A AMPID adere à CARTA ABERTA À UFRJ para disponibilizar recursos de acessibilidade ao estudante de medicina MATHEUS, que é uma pessoa surda

  

14 de julho de 2021

A AMPID adere à CARTA ABERTA À UFRJ para disponibilizar todos os recursos de acessibilidade ao estudante de medicina MATHEUS, que é uma pessoa surda.

Matheus e todos(as) alunos(as) surdos(as) do Brasil têm o direito ao atendimento prioritário de interpretação das aulas em Libras, na forma dos comandos constitucionais, da Convenção sobre os Direitos das Pessoas com Deficiência, da Lei Brasileira de Inclusão da Pessoa com Deficiência, das leis de acessibilidade, das normas técnicas e, especialmente,  da lei nº 10.436/2002 regulamentada pelo Decreto nº 5.626/05.
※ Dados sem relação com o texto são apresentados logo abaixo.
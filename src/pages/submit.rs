//! Submit Page
//!
//! New spell form. The spell joins the list once the server returns it.

use leptos::prelude::*;
use leptos::task::spawn_local;

use crate::api;
use crate::components::element_selector::SUBMIT_ELEMENTS;
use crate::components::SpellFormFields;
use crate::context::{use_page_navigate, Page};
use crate::notify::{use_toaster, Notice};
use crate::session::use_session;
use crate::store::{store_apply_create, use_spell_store};
use crate::validation::{validate_spell, FieldErrors, SpellFormInput};

#[component]
pub fn SubmitPage() -> impl IntoView {
    let navigate = use_page_navigate();
    let session = use_session();
    let toaster = use_toaster();
    let store = use_spell_store();

    let form = RwSignal::new(SpellFormInput::default());
    let errors = RwSignal::new(FieldErrors::new());
    let (is_loading, set_is_loading) = signal(false);

    let submit = move |ev: web_sys::SubmitEvent| {
        ev.prevent_default();
        if is_loading.get_untracked() {
            return;
        }
        let data = match validate_spell(&form.get_untracked()) {
            Ok(data) => data,
            Err(field_errors) => {
                errors.set(field_errors);
                return;
            }
        };

        set_is_loading.set(true);
        let client = session.client();
        let navigate = navigate.clone();
        spawn_local(async move {
            let outcome = api::create_spell(&client, &data).await;
            set_is_loading.set(false);
            match outcome {
                Ok(created) => {
                    log::info!("[SPELLS] Created spell {} ({})", created.id, created.name);
                    store_apply_create(&store, &created);
                    toaster.notify(Notice::spell_created(&created.name));
                    form.set(SpellFormInput::default());
                    navigate(Page::Spells);
                }
                Err(err) => toaster.notify(Notice::create_failed(&err)),
            }
        });
    };

    let presets: Vec<&'static str> = SUBMIT_ELEMENTS.iter().map(|(value, _)| *value).collect();

    view! {
        <section class="submit-page">
            <header class="page-header">
                <h1>"Forge a New Spell"</h1>
                <p>"Share your magical creation with the community"</p>
            </header>

            <form class="spell-form" on:submit=submit>
                <SpellFormFields input=form errors=errors element_presets=presets />
                <button type="submit" class="primary-btn" disabled=move || is_loading.get()>
                    {move || if is_loading.get() { "Forging Spell..." } else { "Submit Spell" }}
                </button>
            </form>
        </section>
    }
}
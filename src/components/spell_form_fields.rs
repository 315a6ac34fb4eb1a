//! Spell Form Fields Component
//!
//! Name, description, stats and element inputs shared by the submit page
//! and the detail editor.

use leptos::prelude::*;

use crate::components::element_selector::ElementSelector;
use crate::validation::{FieldErrors, SpellFormInput, MIN_DESCRIPTION_LEN};

/// Inline error line for one field
#[component]
pub fn FieldError(errors: RwSignal<FieldErrors>, field: &'static str) -> impl IntoView {
    move || {
        errors.with(|e| e.get(field).map(str::to_string)).map(|message| view! {
            <p class="field-error">{message}</p>
        })
    }
}

#[component]
pub fn SpellFormFields(
    input: RwSignal<SpellFormInput>,
    errors: RwSignal<FieldErrors>,
    element_presets: Vec<&'static str>,
) -> impl IntoView {
    // Editing a field clears its error
    let edit = move |field: &'static str, apply: fn(&mut SpellFormInput, String), value: String| {
        input.update(|form| apply(form, value));
        errors.update(|e| e.clear(field));
    };
    let has_error = move |field: &'static str| errors.with(|e| e.get(field).is_some());
    let input_class = move |field: &'static str| if has_error(field) { "form-input invalid" } else { "form-input" };

    view! {
        <div class="form-field">
            <label for="spell-name">"Spell Name"</label>
            <input
                id="spell-name"
                type="text"
                class=move || input_class("name")
                placeholder="Enter the name of your spell"
                prop:value=move || input.with(|f| f.name.clone())
                on:input=move |ev| edit("name", |f, v| f.name = v, event_target_value(&ev))
            />
            <FieldError errors=errors field="name" />
        </div>

        <div class="form-field">
            <label for="spell-description">"Description"</label>
            <textarea
                id="spell-description"
                class=move || input_class("description")
                placeholder="Describe what the spell does"
                prop:value=move || input.with(|f| f.description.clone())
                on:input=move |ev| edit("description", |f, v| f.description = v, event_target_value(&ev))
            ></textarea>
            <div class="form-hint">
                <span>{move || format!("{} characters", input.with(|f| f.description.chars().count()))}</span>
                <span>{format!("Minimum {} characters required", MIN_DESCRIPTION_LEN)}</span>
            </div>
            <FieldError errors=errors field="description" />
        </div>

        <div class="form-row">
            <div class="form-field">
                <label for="spell-mana">"Mana Cost"</label>
                <input
                    id="spell-mana"
                    type="number"
                    min="0"
                    class=move || input_class("mana_cost")
                    prop:value=move || input.with(|f| f.mana_cost.clone())
                    on:input=move |ev| edit("mana_cost", |f, v| f.mana_cost = v, event_target_value(&ev))
                />
                <FieldError errors=errors field="mana_cost" />
            </div>
            <div class="form-field">
                <label for="spell-damage">"Damage (optional)"</label>
                <input
                    id="spell-damage"
                    type="number"
                    min="0"
                    class=move || input_class("damage")
                    prop:value=move || input.with(|f| f.damage.clone())
                    on:input=move |ev| edit("damage", |f, v| f.damage = v, event_target_value(&ev))
                />
                <FieldError errors=errors field="damage" />
            </div>
        </div>

        <div class="form-field">
            <label>"Element"</label>
            <ElementSelector
                current=Signal::derive(move || input.with(|f| f.element.clone()))
                on_change=Callback::new(move |value: String| edit("element", |f, v| f.element = v, value))
                presets=element_presets
                invalid=Signal::derive(move || has_error("element"))
            />
            <FieldError errors=errors field="element" />
        </div>
    }
}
É preciso que a UFRJ implemente o direito.

 

CARTA ABERTA À REITORIA DA UFRJ, À COORDENAÇÃO DO CURSO DE MEDICINA / CAMPUS MACAÉ, À DIRAC, À CPAI, AO CORPO DISCENTE E CORPO DOCENTE DLA UFRJ

 

HISTÓRICO :

Vimos por meio desta carta, divulgar junto aos meios acadêmicos e de comunicação a situação narrada por Matheus da Silva Oliveira em encontro pela plataforma Meet em 01/07/2021 onde se reuniram  com Matheus, Sônia Marta Oliveira, Sônia Gertner (Fiocruz), Laís Costa (Fiocruz), Raphael Castelo, Branco, Isabel Melo (COMDEF de Rio das Ostras), Claudia Regina Vieira (  UFABC), Annibal Amorim (Fiocruz), Marcos V. Ferreira (UFRJ), Renata Fernandes((COMDEF de Rio das Ostras), Magno Prado Gama Prates– Feneis Nacional, Caio Sousa (Comissão da Pessoa Com deficiência da OAB/ RJ), Sônia Oliveira (intérprete de LIBRAS), Maria Aparecida Gugel (AMPID),

Matheus é estudante da Universidade Federal do Rio de Janeiro, (Campus UFRJ-Macaé Professor Aloísio Teixeira), no curso de medicina desde 2018. É aluno com surdez profunda e usuário de LIBRAS.

Matheus levou aos professores a perspectiva surda e suas dificuldades no momento. Durante os 2 primeiros períodos teve interpretes de LIBRAS considerados satisfatórios para Matheus devido a complexidade dos conceitos do curso de medicina. Os problemas se iniciaram quando a intérprete expôs aos professores a necessidade de receber o material antes das aulas para que pudesse se preparar. Com o passar do tempo muitos professores não entregaram os materiais com antecedência demonstrando certa desconfiança com a insistência da intérprete em receber o material. Ainda em 2018, mesmo com o fim do contrato, a intérprete de LIBRAS ainda prosseguiu por algum tempo apoiando-o nas aulas. Matheus fez um e-mail cobrando mais intérpretes ainda em 2018 e desde aquela época não obteve respostas da instituição .

A suspensão das aulas devido à pandemia encontrou Matheus sem intérprete, em março de 2020.  A partir de novembro de 2020, a Secretaria Municipal de Educação de Macaé contratou por quatro meses quatro intérpretes de LIBRAS e a UFRJ não  contratou mais intérpretes. Matheus percebeu que os intérpretes contratados não tinham tanta experiência em LIBRAS e que a interpretação feita das aulas não correspondia fielmente aos conteúdos comprometendo o seu rendimento. Matheus teve muitas dificuldades em mostrar aos professores a necessidade de adaptações mínimas. Por exemplo, o professor deve procurar manter-se voltado para ele ao falar, o que possibilitaria sua leitura labial.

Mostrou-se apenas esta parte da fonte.